use std::fs;
use std::io::Write;
use std::path::{Path, PathBuf};

use tempfile::NamedTempFile;
use walkdir::WalkDir;

use crate::errors::MetaError;

/// Filesystem scan that lists files with a given extension under a root.
pub struct FileScan {
    root: PathBuf,
    extension: String,
}

impl FileScan {
    /// Create a scan rooted at `root` that keeps files ending in `.{extension}`.
    pub fn new(root: impl Into<PathBuf>, extension: impl Into<String>) -> Self {
        Self {
            root: root.into(),
            extension: extension.into(),
        }
    }

    /// All matching files, recursively, in lexicographic path order.
    pub fn list(&self) -> Result<Vec<PathBuf>, MetaError> {
        if !self.root.is_dir() {
            return Err(MetaError::Storage {
                path: self.root.clone(),
                reason: "corpus root is not a directory".into(),
            });
        }
        let mut files = Vec::new();
        for entry in WalkDir::new(&self.root) {
            let entry = entry.map_err(|err| MetaError::Storage {
                path: self.root.clone(),
                reason: err.to_string(),
            })?;
            if entry.file_type().is_file() && has_extension(entry.path(), &self.extension) {
                files.push(entry.into_path());
            }
        }
        files.sort();
        Ok(files)
    }
}

/// True if the path has the given extension (case-insensitive).
pub fn has_extension(path: &Path, extension: &str) -> bool {
    path.extension()
        .and_then(|ext| ext.to_str())
        .map(|ext| ext.eq_ignore_ascii_case(extension))
        .unwrap_or(false)
}

/// Write `bytes` to `path` so the file is either complete or absent.
///
/// Data goes to a temporary file in the destination directory first and is
/// renamed into place once fully flushed.
pub fn write_atomic(path: &Path, bytes: &[u8]) -> Result<(), MetaError> {
    let parent = match path.parent() {
        Some(parent) if !parent.as_os_str().is_empty() => parent,
        _ => Path::new("."),
    };
    fs::create_dir_all(parent)?;
    let mut temp = NamedTempFile::new_in(parent)?;
    temp.write_all(bytes)?;
    temp.as_file().sync_all()?;
    temp.persist(path).map_err(|err| MetaError::Storage {
        path: path.to_path_buf(),
        reason: err.error.to_string(),
    })?;
    Ok(())
}

/// Create `dir` when missing and verify it can be listed.
pub fn ensure_readable_dir(dir: &Path) -> Result<(), MetaError> {
    fs::create_dir_all(dir).map_err(|err| MetaError::Storage {
        path: dir.to_path_buf(),
        reason: format!("cannot create folder: {err}"),
    })?;
    fs::read_dir(dir).map_err(|err| MetaError::Storage {
        path: dir.to_path_buf(),
        reason: format!("folder is not readable: {err}"),
    })?;
    Ok(())
}

#[cfg(test)]
mod tests {
    use super::*;
    use tempfile::tempdir;

    #[test]
    fn scan_lists_matching_files_recursively_in_path_order() {
        let temp = tempdir().unwrap();
        let root = temp.path();
        fs::create_dir_all(root.join("nested")).unwrap();
        for name in ["b.bin", "a.bin", "notes.txt", "nested/c.BIN"] {
            fs::write(root.join(name), b"x").unwrap();
        }

        let files = FileScan::new(root, "bin").list().unwrap();
        let names: Vec<PathBuf> = files
            .iter()
            .map(|path| path.strip_prefix(root).unwrap().to_path_buf())
            .collect();
        assert_eq!(
            names,
            vec![
                PathBuf::from("a.bin"),
                PathBuf::from("b.bin"),
                PathBuf::from("nested/c.BIN")
            ]
        );
    }

    #[test]
    fn scan_rejects_missing_root() {
        let temp = tempdir().unwrap();
        let err = FileScan::new(temp.path().join("absent"), "bin")
            .list()
            .unwrap_err();
        assert!(matches!(err, MetaError::Storage { .. }));
    }

    #[test]
    fn atomic_write_replaces_content_and_creates_parents() {
        let temp = tempdir().unwrap();
        let path = temp.path().join("deep/out.bin");
        write_atomic(&path, b"first").unwrap();
        write_atomic(&path, b"second").unwrap();
        assert_eq!(fs::read(&path).unwrap(), b"second");
        let leftovers = fs::read_dir(path.parent().unwrap()).unwrap().count();
        assert_eq!(leftovers, 1);
    }

    #[test]
    fn ensure_readable_dir_creates_missing_folders() {
        let temp = tempdir().unwrap();
        let dir = temp.path().join("meta");
        ensure_readable_dir(&dir).unwrap();
        assert!(dir.is_dir());
    }
}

== == ==

→ **Task details**: Produce exactly the lines from the one containing "ensure_readable_dir(&dir).unwrap();" through the final line of the records above, both included, and no others.

→ **Solution to the problem**:
        ensure_readable_dir(&dir).unwrap();
        assert!(dir.is_dir());
    }
}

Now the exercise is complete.